Smudge ließ sich nicht beirren. «Drei Männer geben zu, sie an dem betreffenden Tag besucht zu haben: ihr Ehemann, ein Profi-Pokerspieler namens Dandy Randy Wilder, kokainsüchtig und stark gehbehindert. Ihr Manager Jude Fitch Abercrombie, ein Kokser, der den linken Arm in einer Schlinge trägt. Und ihr Lover, genannt Big Up Mother, halb blind und ebenfalls kokainsüchtig. Alle drei geben der Polizei gute Gründe für ihren Besuch.»

Er ließ seine Augenbrauen zucken. «Genial, oder?»

«Kompletter Bullshit.» Garvie nahm einen langen Zug von seinem Joint und verdrehte die Augen.

«Na gut, Sherlock. Dann erklär mal. Wer war der Täter?»

Garvie blies den Rauch aus und reichte den Joint an Felix weiter, der ihn mit beinahe ehrfürchtigem Blick entgegennahm. «Keiner von ihnen war der Täter», sagte Garvie.

«Na komm, großer Meister, das kannst du besser.»

Garvie saß schweigend in seiner Rauchwolke und starrte in die Dunkelheit.

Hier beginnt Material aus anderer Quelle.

//! In-process mock of the Ad Manager SOAP endpoints.
#![allow(dead_code)]

use std::collections::VecDeque;
use std::io::Write;
use std::sync::{Arc, Mutex};

use axum::Router;
use axum::extract::{Path, State};
use axum::http::{HeaderMap, Method, StatusCode, header};
use axum::response::{IntoResponse, Response};
use axum::routing::get;
use dfp_soap_client::{AccessTokenCredentials, DfpClient, DfpClientBuilder, Element};
use flate2::Compression;
use flate2::write::GzEncoder;
use tokio::net::TcpListener;

pub const TOKEN: &str = "test-token";
pub const APPLICATION_NAME: &str = "Integration Test";
pub const NETWORK_CODE: &str = "1234";
pub const REPORT_JOB_ID: i64 = 7;

const VERSIONS: &[&str] = &["v201502", "v202408"];

/// One request seen by the mock.
#[derive(Debug, Clone)]
pub struct Recorded {
    pub method: Method,
    pub path: String,
    pub headers: HeaderMap,
    pub body: String,
}

impl Recorded {
    /// Name of the SOAP operation, for POSTs.
    pub fn operation(&self) -> Option<String> {
        let envelope = Element::parse(&self.body).ok()?;
        Some(envelope.child("Body")?.children().first()?.name().to_string())
    }
}

pub struct MockState {
    pub base: String,
    /// Rows the PQL table holds; pages are cut from it by LIMIT/OFFSET.
    pub pql_rows: usize,
    pub statuses: Mutex<VecDeque<&'static str>>,
    pub report_bytes: Vec<u8>,
    pub requests: Mutex<Vec<Recorded>>,
}

impl MockState {
    pub fn requests(&self) -> Vec<Recorded> {
        self.requests.lock().unwrap().clone()
    }

    pub fn soap_operations(&self) -> Vec<String> {
        self.requests()
            .iter()
            .filter(|r| r.method == Method::POST)
            .filter_map(Recorded::operation)
            .collect()
    }

    pub fn wsdl_fetches(&self) -> usize {
        self.requests()
            .iter()
            .filter(|r| r.method == Method::GET && r.path.starts_with("/apis/"))
            .count()
    }

    fn record(&self, method: Method, path: String, headers: &HeaderMap, body: &str) {
        self.requests.lock().unwrap().push(Recorded {
            method,
            path,
            headers: headers.clone(),
            body: body.to_string(),
        });
    }
}

/// Options for a mock server.
pub struct Mock {
    pub pql_rows: usize,
    pub statuses: Vec<&'static str>,
    pub report_bytes: Vec<u8>,
}

impl Default for Mock {
    fn default() -> Self {
        Self {
            pql_rows: 0,
            statuses: vec!["COMPLETED"],
            report_bytes: (0..40_000u32).map(|i| (i % 251) as u8).collect(),
        }
    }
}

impl Mock {
    /// Bind to an ephemeral port and serve in the background.
    pub async fn start(self) -> Arc<MockState> {
        init_tracing();
        let listener = TcpListener::bind("127.0.0.1:0").await.unwrap();
        let addr = listener.local_addr().unwrap();
        let state = Arc::new(MockState {
            base: format!("http://{addr}"),
            pql_rows: self.pql_rows,
            statuses: Mutex::new(self.statuses.into()),
            report_bytes: self.report_bytes,
            requests: Mutex::new(Vec::new()),
        });

        let app = Router::new()
            .route(
                "/apis/ads/publisher/{version}/{service}",
                get(description).post(soap),
            )
            .route("/download/{id}", get(download))
            .with_state(state.clone());
        tokio::spawn(async move {
            axum::serve(listener, app).await.unwrap();
        });
        state
    }
}

pub fn init_tracing() {
    let _ = tracing_subscriber::fmt()
        .with_max_level(tracing_subscriber::filter::LevelFilter::DEBUG)
        .with_test_writer()
        .try_init();
}

pub fn builder() -> DfpClientBuilder {
    DfpClient::builder(AccessTokenCredentials::new(TOKEN).unwrap(), APPLICATION_NAME)
        .network_code(NETWORK_CODE)
}

pub fn client() -> DfpClient {
    builder().build().unwrap()
}

fn operations(service: &str) -> Option<&'static [&'static str]> {
    match service {
        "NetworkService" => Some(&["getCurrentNetwork", "makeTestNetwork"]),
        "ReportService" => Some(&[
            "runReportJob",
            "getReportJob",
            "getReportJobStatus",
            "getReportDownloadUrlWithOptions",
        ]),
        "PublisherQueryLanguageService" => Some(&["select"]),
        _ => None,
    }
}

fn namespace(version: &str) -> String {
    format!("https://www.google.com/apis/ads/publisher/{version}")
}

async fn description(
    State(state): State<Arc<MockState>>,
    Path((version, service)): Path<(String, String)>,
    headers: HeaderMap,
) -> Response {
    state.record(
        Method::GET,
        format!("/apis/ads/publisher/{version}/{service}"),
        &headers,
        "",
    );
    let Some(operations) = operations(&service).filter(|_| VERSIONS.contains(&version.as_str())) else {
        return (StatusCode::NOT_FOUND, "Not Found").into_response();
    };

    let operations: String = operations
        .iter()
        .map(|op| format!(r#"<wsdl:operation name="{op}"/>"#))
        .collect();
    let wsdl = format!(
        r#"<?xml version="1.0" encoding="UTF-8"?>
<wsdl:definitions xmlns:wsdl="http://schemas.xmlsoap.org/wsdl/"
    xmlns:wsdlsoap="http://schemas.xmlsoap.org/wsdl/soap/"
    targetNamespace="{ns}">
  <wsdl:portType name="{service}Interface">{operations}</wsdl:portType>
  <wsdl:service name="{service}">
    <wsdl:port name="{service}InterfacePort" binding="{service}SoapBinding">
      <wsdlsoap:address location="{base}/apis/ads/publisher/{version}/{service}"/>
    </wsdl:port>
  </wsdl:service>
</wsdl:definitions>"#,
        ns = namespace(&version),
        base = state.base,
    );
    xml_response(StatusCode::OK, wsdl, false)
}

async fn soap(
    State(state): State<Arc<MockState>>,
    Path((version, service)): Path<(String, String)>,
    headers: HeaderMap,
    body: String,
) -> Response {
    state.record(
        Method::POST,
        format!("/apis/ads/publisher/{version}/{service}"),
        &headers,
        &body,
    );
    let gzip = headers
        .get(header::ACCEPT_ENCODING)
        .and_then(|v| v.to_str().ok())
        .is_some_and(|v| v.contains("gzip"));

    let envelope = Element::parse(&body).unwrap();
    let call = envelope.child("Body").unwrap().children()[0].clone();
    let ns = namespace(&version);

    let rvals = match call.name() {
        "getCurrentNetwork" => vec![format!(
            "<rval><networkCode>{NETWORK_CODE}</networkCode><displayName>Mock &amp; Co</displayName></rval>"
        )],
        "makeTestNetwork" => return fault(&ns),
        "runReportJob" => vec![format!("<rval><id>{REPORT_JOB_ID}</id></rval>")],
        "getReportJobStatus" => vec![format!("<rval>{}</rval>", next_status(&state))],
        "getReportJob" => vec![format!(
            "<rval><id>{REPORT_JOB_ID}</id><reportJobStatus>{}</reportJobStatus></rval>",
            next_status(&state)
        )],
        "getReportDownloadUrlWithOptions" => {
            // Any id gets a URL; only REPORT_JOB_ID has an artifact behind it.
            let id = call.child_text("reportJobId").unwrap_or_default();
            vec![format!("<rval>{}/download/{id}</rval>", state.base)]
        }
        "select" => {
            let query = call
                .child("selectStatement")
                .and_then(|s| s.child_text("query"))
                .unwrap_or_default();
            vec![result_set(query, state.pql_rows)]
        }
        other => panic!("unexpected operation {other}"),
    };

    let response = format!(
        r#"<?xml version="1.0" encoding="UTF-8"?>
<soap:Envelope xmlns:soap="http://schemas.xmlsoap.org/soap/envelope/">
  <soap:Header>
    <ResponseHeader xmlns="{ns}"><requestId>req-1</requestId><responseTime>12</responseTime></ResponseHeader>
  </soap:Header>
  <soap:Body>
    <{op}Response xmlns="{ns}">{rvals}</{op}Response>
  </soap:Body>
</soap:Envelope>"#,
        op = call.name(),
        rvals = rvals.concat(),
    );
    xml_response(StatusCode::OK, response, gzip)
}

async fn download(
    State(state): State<Arc<MockState>>,
    Path(id): Path<i64>,
    headers: HeaderMap,
) -> Response {
    state.record(Method::GET, format!("/download/{id}"), &headers, "");
    if id != REPORT_JOB_ID {
        return (StatusCode::NOT_FOUND, "no such report").into_response();
    }
    (
        [(header::CONTENT_TYPE, "application/octet-stream")],
        state.report_bytes.clone(),
    )
        .into_response()
}

fn next_status(state: &MockState) -> &'static str {
    let mut statuses = state.statuses.lock().unwrap();
    if statuses.len() > 1 {
        statuses.pop_front().unwrap()
    } else {
        statuses.front().copied().unwrap_or("COMPLETED")
    }
}

/// A page of `Line_Item` rows cut from a table of `total` rows.
fn result_set(query: &str, total: usize) -> String {
    let number_after = |keyword: &str| -> usize {
        query
            .split(keyword)
            .nth(1)
            .and_then(|rest| rest.split_whitespace().next())
            .and_then(|n| n.parse().ok())
            .unwrap_or(0)
    };
    let limit = number_after("LIMIT ");
    let offset = number_after("OFFSET ");
    let end = total.min(offset + limit);

    let mut xml = String::from(
        r#"<columnTypes><labelName>Id</labelName></columnTypes><columnTypes><labelName>Name</labelName></columnTypes>"#,
    );
    for id in offset..end.max(offset) {
        xml.push_str(&format!(
            r#"<rows><values xmlns:xsi="http://www.w3.org/2001/XMLSchema-instance" xsi:type="NumberValue"><value>{id}</value></values><values xmlns:xsi="http://www.w3.org/2001/XMLSchema-instance" xsi:type="TextValue"><value>Line "{id}"</value></values></rows>"#
        ));
    }
    format!("<rval>{xml}</rval>")
}

fn fault(ns: &str) -> Response {
    let body = format!(
        r#"<?xml version="1.0" encoding="UTF-8"?>
<soap:Envelope xmlns:soap="http://schemas.xmlsoap.org/soap/envelope/">
  <soap:Body>
    <soap:Fault>
      <faultcode>soap:Server</faultcode>
      <faultstring>[AuthenticationError.NETWORK_NOT_FOUND @ ]</faultstring>
      <detail>
        <ApiExceptionFault xmlns="{ns}">
          <message>[AuthenticationError.NETWORK_NOT_FOUND @ ]</message>
          <errors xmlns:xsi="http://www.w3.org/2001/XMLSchema-instance" xsi:type="AuthenticationError">
            <fieldPath></fieldPath>
            <trigger></trigger>
            <errorString>AuthenticationError.NETWORK_NOT_FOUND</errorString>
            <reason>NETWORK_NOT_FOUND</reason>
          </errors>
        </ApiExceptionFault>
      </detail>
    </soap:Fault>
  </soap:Body>
</soap:Envelope>"#
    );
    xml_response(StatusCode::INTERNAL_SERVER_ERROR, body, false)
}

fn xml_response(status: StatusCode, body: String, gzip: bool) -> Response {
    if gzip {
        let mut encoder = GzEncoder::new(Vec::new(), Compression::default());
        encoder.write_all(body.as_bytes()).unwrap();
        let compressed = encoder.finish().unwrap();
        return (
            status,
            [
                (header::CONTENT_TYPE, "text/xml; charset=utf-8"),
                (header::CONTENT_ENCODING, "gzip"),
            ],
            compressed,
        )
            .into_response();
    }
    (status, [(header::CONTENT_TYPE, "text/xml; charset=utf-8")], body).into_response()
}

«Denk dran, was sie geschrieben hat», sagte Smudge. «Vor allem» – er machte eine dramatische Pause – «das 6ZB.»

«Schwachsinn.»

«Und wenn du schon dabei bist», fuhr Smudge fort, «denk mal über die unbeschädigte Uhr nach. Am rechten Handgelenk.»

Der Joint machte die Runde, und als er zu Garvie zurückkam, nahm dieser einen langen Zug und gleich noch einen.

«Weißt du», sagte Smudge, «ich bin echt enttäuscht. Dachte, du hättest solche Sachen voll drauf. Rauchst wahrscheinlich zu viel von diesem Zeug. Kriegt man ein weiches Gehirn von. Soll ich dir sagen, was passiert ist?»

«Ich weiß, was passiert ist.»

«Dann sag es uns.»

«Keiner war der Täter.»

Smudge zischte spöttisch. «Na schön, wenn du es nicht errätst, muss ich euch wohl auf die Sprünge helfen. Ihr Manager war’s.»

Garvie blies Rauch aus. «Auf keinen Fall.»

«Doch, klar, Sherlock. Soll ich dir sagen, woher ich das weiß?»

Aus seiner Rauchwolke heraus sagte Garvie gelangweilt: «Sie trägt ihre Uhr am rechten Handgelenk, also ist sie wahrscheinlich Linkshänderin. Aber wegen des gebrochenen Fingers hat sie das 6ZB mit der rechten Hand geschrieben, deshalb war die Schrift krakelig. Also soll das gar nicht 6ZB heißen. Sondern 628. Und wenn man diese Zahlen den Monaten in ihrem Tagebuch zuordnet – Juni, Februar, August – und dann jeweils den Anfangsbuchstaben nimmt, dann kommt JFA dabei heraus: Jude Fitch Abercrombie. Ihr Manager.»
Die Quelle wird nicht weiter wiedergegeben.